Guest Post: Cemetery Inspiration

Guest Post by Jean Erhardt

Award winning Southern author, Allen Gurganus, best known for his 1989 debut novel, Oldest Living Confederate Widow Tells All, once wrote:

“The novelist needs both a dictionary and a cemetery. Graveyards offer more than your eventual remaindered resting-shelf. Approached in the joyful spirit of mortal play, they provide historic bullet points, bird sanctuaries, excellent fictitious names, and the lifelong source of such sweet calm.”

Perhaps, Gurganus’ words were floating around in the back of my mind when I accepted a position as a family service counselor at a cemetery in Portland, Oregon. My job is to assist families with their preneed arrangements as well as those who are at need. I spend a lot of time in the cemetery, or park as we call it. Every day I am reminded of all of the many lives and stories that are evidenced when I pass each grave and headstone, from Hattie T. who lived 103 years to infants who never took their first breaths.

I visit with those who have come to pay their respects to their loved ones like Melanie S. whose young husband’s life was taken in a tragic car accident. She brings along a CD player because he was a jazz musician and loved music, and she sits for hours at his grave each week and listens quietly to Chet Baker, Dave Brubeck and Ornette Coleman. Sam H. brings apples and leaves them on his sister’s grave because he knows that the deer will come for them. Holly R., who is five years, old recently lost her mother to breast cancer. She comes on the weekends with her cousins and aunt who sits by the grave quietly as Holly and her cousins run and play in and around the headstones.

Life and death, the inescapable circle, and everything that happens in between is what we as writers are responsible to observe, absorb, filter, allow to marinade in the juices of our own experiences and record. This is a weighty responsibility, but one that can bring great satisfaction, even joy and, occasionally more than a bit of humor.


About The Author

Jean Erhardt Photo
I was raised in the small rural town of Amelia, Ohio, about twenty five miles out of Cincinnati. My younger brother and sister and I had a pony, a horse, many great dogs and a couple of motorcycles. We raised a lot of hell. My father served in The Big One at 17 and, after riding a motorcycle around Europe, became a lawyer and later a judge. My mother worked as a homemaker and nurse, a skill she had to use a lot with all of the injuries my siblings and I subjected ourselves and one another to.

I wrote my first mystery story when I was in fourth grade. It was about a kid a lot like me who heard strange noises coming from the attic and became convinced that the attic was haunted. Eventually, the mystery was solved when she investigated and found a squirrel eating nuts in a dark corner. It wasn’t a terribly exciting conclusion, but my teacher gave me an A anyway.

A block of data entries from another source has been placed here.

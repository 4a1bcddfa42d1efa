//! Execution tests over hand-assembled bytecode.
//!
//! Scripts are spelled out byte by byte with their offsets, because the
//! instruction layout (especially the branch shape) is exactly what is
//! under test. Dead branch paths carry poisoned operands that would jump
//! out of bounds, so taking the wrong path fails loudly instead of
//! converging by accident.

mod common;

use common::RecHost;
use karst_script::{Driver, Machine, Pending, Reg, RunFor, VmError, Window, STACK_TOP};
use pretty_assertions::assert_eq;

fn boot(script: Vec<u8>) -> Machine<RecHost> {
    let mut m = Machine::with_standard_natives();
    m.slots_mut().load(0, 1, script).unwrap();
    m.boot(0).unwrap();
    m
}

fn run(m: &mut Machine<RecHost>, host: &mut RecHost) -> RunFor {
    m.run_for(host, 1000).unwrap()
}

const QUIT: [u8; 4] = [0x00, 0x02, 0x34, 0x00]; // native 52 GameQuit

#[test]
fn immediates_move_through_the_register_file() {
    let mut script = vec![
        0x01, 0x07, 0x00, // 0: ldi.a 7
        0x11, // 3: put.x
        0x01, 0x03, 0x00, // 4: ldi.a 3
        0x0A, // 7: get.x
    ];
    script.extend(QUIT); // 8
    let mut host = RecHost::new();
    let mut m = boot(script);
    let out = run(&mut m, &mut host);
    assert!(out.halted);
    assert_eq!(out.steps, 5);
    assert_eq!(m.acc(), 7);
    assert_eq!(m.reg(Reg::X), 7);
}

#[test]
fn local_memory_direct_and_indexed() {
    let mut script = vec![
        0x01, 0xCD, 0xAB, // 0: ldi.a 0xABCD
        0x1A, 0x30, 0x00, // 3: st.w 0x30
        0x01, 0x11, 0x00, // 6: ldi.a 0x11
        0x03, 0x02, 0x00, // 9: ldi.x 2
        0x1D, 0x30, 0x00, // 12: st.b.x 0x30  (byte at 0x32)
        0x18, 0x30, 0x00, // 15: ld.w 0x30
        0x10, // 18: put.b
        0x17, 0x32, 0x00, // 19: ld.b 0x32
    ];
    script.extend(QUIT); // 22
    script.resize(0x40, 0);
    let mut host = RecHost::new();
    let mut m = boot(script);
    assert!(run(&mut m, &mut host).halted);
    // the word store survived the byte poke two bytes above it
    assert_eq!(m.reg(Reg::B), 0xABCDu16 as i16);
    assert_eq!(m.acc(), 0x11);
}

#[test]
fn in_place_arithmetic_wraps() {
    let mut script = vec![
        0x01, 0x00, 0x7D, // 0: ldi.a 32000
        0x1A, 0x20, 0x00, // 3: st.w 0x20
        0x01, 0xE8, 0x03, // 6: ldi.a 1000
        0x23, 0x00, 0x20, 0x00, // 9: alu.w add 0x20   (32000 + 1000 wraps)
        0x24, 0xFE, 0x20, 0x00, // 13: step.w -2 0x20
        0x18, 0x20, 0x00, // 17: ld.w 0x20
    ];
    script.extend(QUIT); // 20
    script.resize(0x30, 0);
    let mut host = RecHost::new();
    let mut m = boot(script);
    assert!(run(&mut m, &mut host).halted);
    assert_eq!(m.acc(), -32538);
}

#[test]
fn divide_by_zero_is_fatal() {
    let mut script = vec![
        0x01, 0x00, 0x00, // 0: ldi.a 0
        0x23, 0x03, 0x10, 0x00, // 3: alu.w div 0x10
    ];
    script.resize(0x20, 0);
    let mut host = RecHost::new();
    let mut m = boot(script);
    let err = m.run_for(&mut host, 10).unwrap_err();
    assert!(matches!(err, VmError::DivideByZero { .. }), "{err}");
}

#[test]
fn unknown_alu_sub_op_is_fatal() {
    let mut script = vec![
        0x23, 0x09, 0x10, 0x00, // 0: alu.w op=9 0x10
    ];
    script.resize(0x20, 0);
    let mut host = RecHost::new();
    let mut m = boot(script);
    let err = m.run_for(&mut host, 10).unwrap_err();
    assert!(matches!(err, VmError::BadAluOp { op: 9, .. }), "{err}");
}

#[test]
fn branch_taken_skips_the_literal_bytes() {
    let mut script = vec![
        0x02, 0x05, 0x00, // 0: ldi.b 5
        0x29, 0x00, 0x05, 0x00, // 3: cmp #5
        0x2B, // 7: br.eq  (taken)
        0xFF, 0x00, // 8: w1, poisoned
        0xFF, 0x00, // 10: w2, poisoned
        0x01, // 12: j = +1 -> 13
        0x01, 0x2A, 0x00, // 13: ldi.a 42
    ];
    script.extend(QUIT); // 16
    let mut host = RecHost::new();
    let mut m = boot(script);
    assert!(run(&mut m, &mut host).halted);
    assert_eq!(m.acc(), 42);
}

#[test]
fn branch_not_taken_walks_the_chained_word_offsets() {
    let mut script = vec![
        0x02, 0x05, 0x00, // 0: ldi.b 5
        0x29, 0x00, 0x06, 0x00, // 3: cmp #6
        0x2B, // 7: br.eq  (not taken: 5 != 6)
        0x06, 0x00, // 8: w1 = 6 -> lands at 16
        0x00, 0x00, // 10: dead
        0x7F, // 12: taken-path j, poisoned
        0x01, 0x01, 0x00, // 13: ldi.a 1 (skipped)
        0x04, 0x00, // 16: w2 = 4 -> lands at 22
        0x00, 0x00, 0x00, 0x00, // 18: dead
        0x02, // 22: j = +2 -> 24
        0x00, // 23: pad
        0x01, 0x07, 0x00, // 24: ldi.a 7
    ];
    script.extend(QUIT); // 27
    let mut host = RecHost::new();
    let mut m = boot(script);
    assert!(run(&mut m, &mut host).halted);
    assert_eq!(m.acc(), 7);
}

#[test]
fn ordered_branches_compare_bit_patterns_as_unsigned() {
    let mut script = vec![
        0x02, 0xFF, 0xFF, // 0: ldi.b -1 (0xFFFF)
        0x29, 0x00, 0x01, 0x00, // 3: cmp #1
        0x30, // 7: br.gt  (taken: 0xFFFF > 1 unsigned)
        0xFF, 0x00, // 8: poisoned
        0xFF, 0x00, // 10: poisoned
        0x01, // 12: j -> 13
        0x01, 0x09, 0x00, // 13: ldi.a 9
        0x2F, // 16: br.lt  (not taken: 0xFFFF < 1 is false unsigned)
        0x06, 0x00, // 17: w1 = 6 -> 25
        0x00, 0x00, // 19: dead
        0x7F, // 21: taken-path j, poisoned
        0x00, 0x00, 0x00, // 22: pad
        0x00, 0x00, // 25: w2 = 0 -> 27
        0x01, // 27: j -> 28
        0x01, 0x0B, 0x00, // 28: ldi.a 11
    ];
    script.extend(QUIT); // 31
    let mut host = RecHost::new();
    let mut m = boot(script);
    assert!(run(&mut m, &mut host).halted);
    assert_eq!(m.acc(), 11);
}

#[test]
fn bitwise_mode_masks_writes_back_and_lasts_one_branch() {
    let mut script = vec![
        0x02, 0x0F, 0x00, // 0: ldi.b 0x0F
        0x2A, 0x00, 0x03, 0x00, // 3: tst #3   (bitwise)
        0x2C, // 7: br.ne  (0x0F & 3 = 3, nonzero: taken; B <- 3)
        0xFF, 0x00, // 8: poisoned
        0xFF, 0x00, // 10: poisoned
        0x01, // 12: j -> 13
        0x2C, // 13: br.ne  (mode consumed: equality; B == cmp == 3: not taken)
        0x06, 0x00, // 14: w1 = 6 -> 22
        0x00, 0x00, // 16: dead
        0x7F, // 18: taken-path j, poisoned
        0x00, 0x00, 0x00, // 19: pad
        0x00, 0x00, // 22: w2 = 0 -> 24
        0x01, // 24: j -> 25
        0x01, 0x15, 0x00, // 25: ldi.a 21
    ];
    script.extend(QUIT); // 28
    let mut host = RecHost::new();
    let mut m = boot(script);
    assert!(run(&mut m, &mut host).halted);
    assert_eq!(m.acc(), 21);
    assert_eq!(m.reg(Reg::B), 3);
}

#[test]
fn bitwise_eq_tests_the_masked_value_against_zero() {
    let mut script = vec![
        0x02, 0x0C, 0x00, // 0: ldi.b 0x0C
        0x2A, 0x00, 0x03, 0x00, // 3: tst #3   (0x0C & 3 = 0)
        0x2B, // 7: br.eq  (taken)
        0xFF, 0x00, // 8: poisoned
        0xFF, 0x00, // 10: poisoned
        0x01, // 12: j -> 13
        0x01, 0x63, 0x00, // 13: ldi.a 99
    ];
    script.extend(QUIT); // 16
    let mut host = RecHost::new();
    let mut m = boot(script);
    assert!(run(&mut m, &mut host).halted);
    assert_eq!(m.acc(), 99);
    assert_eq!(m.reg(Reg::B), 0);
}

#[test]
fn comparison_target_set_from_the_accumulator() {
    let mut script = vec![
        0x01, 0x2A, 0x00, // 0: ldi.a 42
        0x29, 0x01, // 3: cmp a   (2-byte form)
        0x02, 0x2A, 0x00, // 5: ldi.b 42
        0x2B, // 8: br.eq  (taken)
        0xFF, 0x00, // 9: poisoned
        0xFF, 0x00, // 11: poisoned
        0x01, // 13: j -> 14
        0x01, 0x05, 0x00, // 14: ldi.a 5
    ];
    script.extend(QUIT); // 17
    let mut host = RecHost::new();
    let mut m = boot(script);
    assert!(run(&mut m, &mut host).halted);
    assert_eq!(m.acc(), 5);
}

#[test]
fn jump_offset_zero_spins_in_place() {
    let script = vec![0x31, 0x00]; // 0: jump +0
    let mut host = RecHost::new();
    let mut m = boot(script);
    let out = m.run_for(&mut host, 500).unwrap();
    assert!(!out.halted);
    assert_eq!(out.steps, 500);
    assert_eq!(m.cursor(), 0);
}

#[test]
fn near_call_and_return_round_trip() {
    let mut script = vec![
        0x33, 0x0A, 0x00, // 0: call.ns 10   (pushes ret=3, slot=0)
    ];
    script.extend(QUIT); // 3
    script.extend([0x00, 0x00, 0x00]); // 7: pad
    script.extend([
        0x01, 0x2C, 0x01, // 10: ldi.a 300
        0x36, // 13: ret -> 3
    ]);
    let mut host = RecHost::new();
    let mut m = boot(script);
    assert!(run(&mut m, &mut host).halted);
    assert_eq!(m.acc(), 300);
    assert_eq!(m.sp(), STACK_TOP);
}

#[test]
fn ret_args_releases_the_callers_arguments() {
    let mut script = vec![
        0x01, 0x01, 0x00, // 0: ldi.a 1
        0x25, // 3: push.a
        0x01, 0x02, 0x00, // 4: ldi.a 2
        0x25, // 7: push.a
        0x33, 0x14, 0x00, // 8: call.ns 20
    ];
    script.extend(QUIT); // 11
    script.extend([0x00; 5]); // 15: pad
    script.extend([
        0x01, 0x04, 0x00, // 20: ldi.a 4
        0x37, // 23: ret.a  (sp += 4 after the frame pops)
    ]);
    let mut host = RecHost::new();
    let mut m = boot(script);
    assert!(run(&mut m, &mut host).halted);
    assert_eq!(m.sp(), STACK_TOP);
}

#[test]
fn far_call_relocates_the_window_one_instruction_late() {
    let caller = vec![
        0x06, 0x01, 0x00, // 0: ldi.fs 1
        0x34, 0x00, 0x00, // 3: call.f 0
    ];
    let mut callee = vec![
        0x18, 0x00, 0x00, // 0: ld.w 0  (reads its own first bytes: 0x0018)
    ];
    callee.extend(QUIT); // 3
    callee.push(0); // pad to 8

    let mut host = RecHost::new();
    let mut m = Machine::with_standard_natives();
    m.slots_mut().load(0, 1, caller).unwrap();
    m.slots_mut().load(1, 2, callee).unwrap();
    m.boot(0).unwrap();

    m.step(&mut host).unwrap(); // ldi.fs
    m.step(&mut host).unwrap(); // call.f
    // the call itself still ran under the caller's window
    assert_eq!(m.window(), Window::Slot(0));
    assert!(m.pending().contains(Pending::FAR_WINDOW));
    assert_eq!(m.reg(Reg::Cs), 1);

    m.step(&mut host).unwrap(); // ld.w, now through slot 1
    assert_eq!(m.window(), Window::Slot(1));
    assert_eq!(m.pending(), Pending::NEAR_WINDOW); // far re-arms near
    assert_eq!(m.acc(), 0x0018);

    m.step(&mut host).unwrap(); // quit; near settles onto CS
    assert!(m.is_halted());
    assert_eq!(m.window(), Window::Slot(1));
    assert_eq!(m.pending(), Pending::empty());
}

#[test]
fn scripts_can_run_out_of_the_stack_region() {
    let script = vec![
        0x01, 0x34, 0x00, // 0: ldi.a 0x0034
        0x25, // 3: push.a   (bytes 34 00 at 0x1FE)
        0x01, 0x00, 0x02, // 4: ldi.a 0x0200
        0x25, // 7: push.a   (bytes 00 02 at 0x1FC)
        0x06, 0x07, 0x00, // 8: ldi.fs 7
        0x34, 0xFC, 0x01, // 11: call.f 0x01FC  (the pushed GameQuit image)
    ];
    let mut host = RecHost::new();
    let mut m = boot(script);
    assert!(run(&mut m, &mut host).halted);
    assert_eq!(m.window(), Window::Stack);
}

#[test]
fn native_operands_address_from_the_instruction_start() {
    fn script_with_frame(frame: u8) -> Vec<u8> {
        let mut s = vec![
            0x00, 0x0A, 0x02, 0x00, // 0: native SpriteDraw, len 10
            0x05, // 4: id
            0x07, 0x00, // 5: res
            frame, // 7: frame
            0x64, 0x00, // 8: x = 100
            0xC8, 0x00, // 10: y = 200
        ];
        s.extend(QUIT); // 12
        s
    }
    for frame in [2u8, 9u8] {
        let mut host = RecHost::new();
        let mut m = boot(script_with_frame(frame));
        assert!(run(&mut m, &mut host).halted);
        assert_eq!(
            host.calls,
            vec![format!("sprite 5 res=7 frame={frame} at 100,200")]
        );
    }
}

#[test]
fn unknown_game_variable_reads_zero_and_execution_continues() {
    let mut script = vec![
        0x01, 0x37, 0x00, // 0: ldi.a 55
        0x00, 0x03, 0x2A, 0x00, 0x63, // 3: GameVarRead var=99
    ];
    script.extend(QUIT); // 8
    let mut host = RecHost::new();
    let mut m = boot(script);
    assert!(run(&mut m, &mut host).halted);
    assert_eq!(m.acc(), 0);
}

#[test]
fn undefined_opcode_byte_is_fatal() {
    let script = vec![0x38];
    let mut host = RecHost::new();
    let mut m = boot(script);
    let err = m.run_for(&mut host, 10).unwrap_err();
    assert!(matches!(err, VmError::BadOpcode { opcode: 0x38, .. }), "{err}");
}

#[test]
fn native_index_past_the_table_is_fatal() {
    let script = vec![0x00, 0x02, 0x3C, 0x00]; // native 60, one past the end
    let mut host = RecHost::new();
    let mut m = boot(script);
    let err = m.run_for(&mut host, 10).unwrap_err();
    assert!(
        matches!(err, VmError::NativeOutOfRange { index: 60, len: 60 }),
        "{err}"
    );
}

#[test]
fn reloading_the_executing_slot_continues_at_the_same_offset() {
    let script = vec![
        0x00, 0x05, 0x2C, 0x00, // 0: native ScriptLoad, len 5
        0x00, // 4: slot 0 (ourselves)
        0x02, 0x00, // 5: resource 2
    ];
    let mut replacement = vec![0xAA; 7]; // never decoded; the cursor lands past it
    replacement.extend(QUIT); // 7
    replacement.push(0);

    let mut host = RecHost::with_script(2, replacement);
    let mut m = boot(script);
    assert!(run(&mut m, &mut host).halted);
    assert_eq!(m.slots().resource(0).unwrap(), 2);
    assert_eq!(m.slots().len(0).unwrap(), 12);
}

#[test]
fn driver_blanks_mouse_input_while_a_movie_plays() {
    fn script() -> Vec<u8> {
        let mut s = vec![
            0x00, 0x05, 0x2B, 0x00, // 0: GameVarWrite, len 5
            0x02, // 4: MouseButton
            0x01, 0x00, // 5: value 1
        ];
        s.extend(QUIT); // 7
        s
    }

    let mut host = RecHost::new();
    host.movie = true;
    let mut m = Machine::with_standard_natives();
    m.slots_mut().load(0, 1, script()).unwrap();
    Driver::new(16).run(&mut m, &mut host, 0).unwrap();
    assert_eq!(m.vars().mouse_button, 0);

    let mut host = RecHost::new();
    let mut m = Machine::with_standard_natives();
    m.slots_mut().load(0, 1, script()).unwrap();
    Driver::new(16).run(&mut m, &mut host, 0).unwrap();
    assert_eq!(m.vars().mouse_button, 1);
}

#[test]
fn pause_runs_down_through_the_timed_frame_service() {
    let mut script = vec![
        0x00, 0x04, 0x30, 0x00, 0x03, 0x00, // 0: Pause 3
        0x00, 0x03, 0x2A, 0x00, 0x0B, // 6: GameVarRead ScriptDelay
        0x10, // 11: put.b
        0x29, 0x00, 0x00, 0x00, // 12: cmp #0
        0x2C, // 16: br.ne  (taken while the delay is nonzero)
        0x04, 0x00, // 17: w1 = 4 -> 23
        0x00, 0x00, // 19: dead
        0xF1, // 21: j = -15 -> back to 6
        0x00, // 22: pad
        0x00, 0x00, // 23: w2 = 0 -> 25
        0x01, // 25: j -> 26
    ];
    script.extend(QUIT); // 26
    let mut host = RecHost::new();
    host.tick_cost_ms = 1; // the clock moves, so the deadline eventually fires
    let mut m = Machine::with_standard_natives();
    m.slots_mut().load(0, 1, script).unwrap();
    Driver::new(16).run(&mut m, &mut host, 0).unwrap();
    assert!(host.frame_steps >= 3, "frame_steps = {}", host.frame_steps);
    assert_eq!(m.vars().script_delay, 0);
    assert!(m.is_halted());
}

#[test]
fn update_native_is_the_frame_service() {
    let script = vec![
        0x00, 0x02, 0x00, 0x00, // 0: Update
        0x31, 0xFC, // 4: jump -4 -> 0
    ];
    let mut host = RecHost::new();
    host.quit_after_frames = Some(3);
    let mut m = Machine::with_standard_natives();
    m.slots_mut().load(0, 1, script).unwrap();
    Driver::new(16).run(&mut m, &mut host, 0).unwrap();
    // only Update drove frames; the frozen clock added none of its own
    assert_eq!(host.frame_steps, 3);
    assert_eq!(m.vars().game_ticks, 3);
}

As a teenager I worked at a lot of different jobs. I worked at a gift shop in Gatlinburg, Tennessee, which is a frequent locale in my books. I was a swimming instructor and a lifeguard where my primary goal was to never get wet. I did a stint in a stuffed animal gift shop at the Kings Island amusement park where I actually sort of met the Partridge Family when they shot an episode there. After graduating from high school, I went on to attend Maryville College in Maryville, Tennessee, a stone’s throw from the Great Smoky Mountains. There was some more hell raising at college and I made some very good friends and occasionally we have our own private reunions.

In high school and college I played basketball and I graduated from Maryville College with a degree in Phys Ed. I went on to teach at Amelia Junior High, the same junior high that I had attended. There was something a little weird about passing by my old school locker every day when I walked down the hall as a teacher. Plus, some of the teachers I’d had back when I was in junior high were still working when I started to teach. Some of them had been none too fond of me as a student and I don’t think they were much fonder of me as a teacher! I coached the girls’ basketball and volleyball teams which was the best part of my job.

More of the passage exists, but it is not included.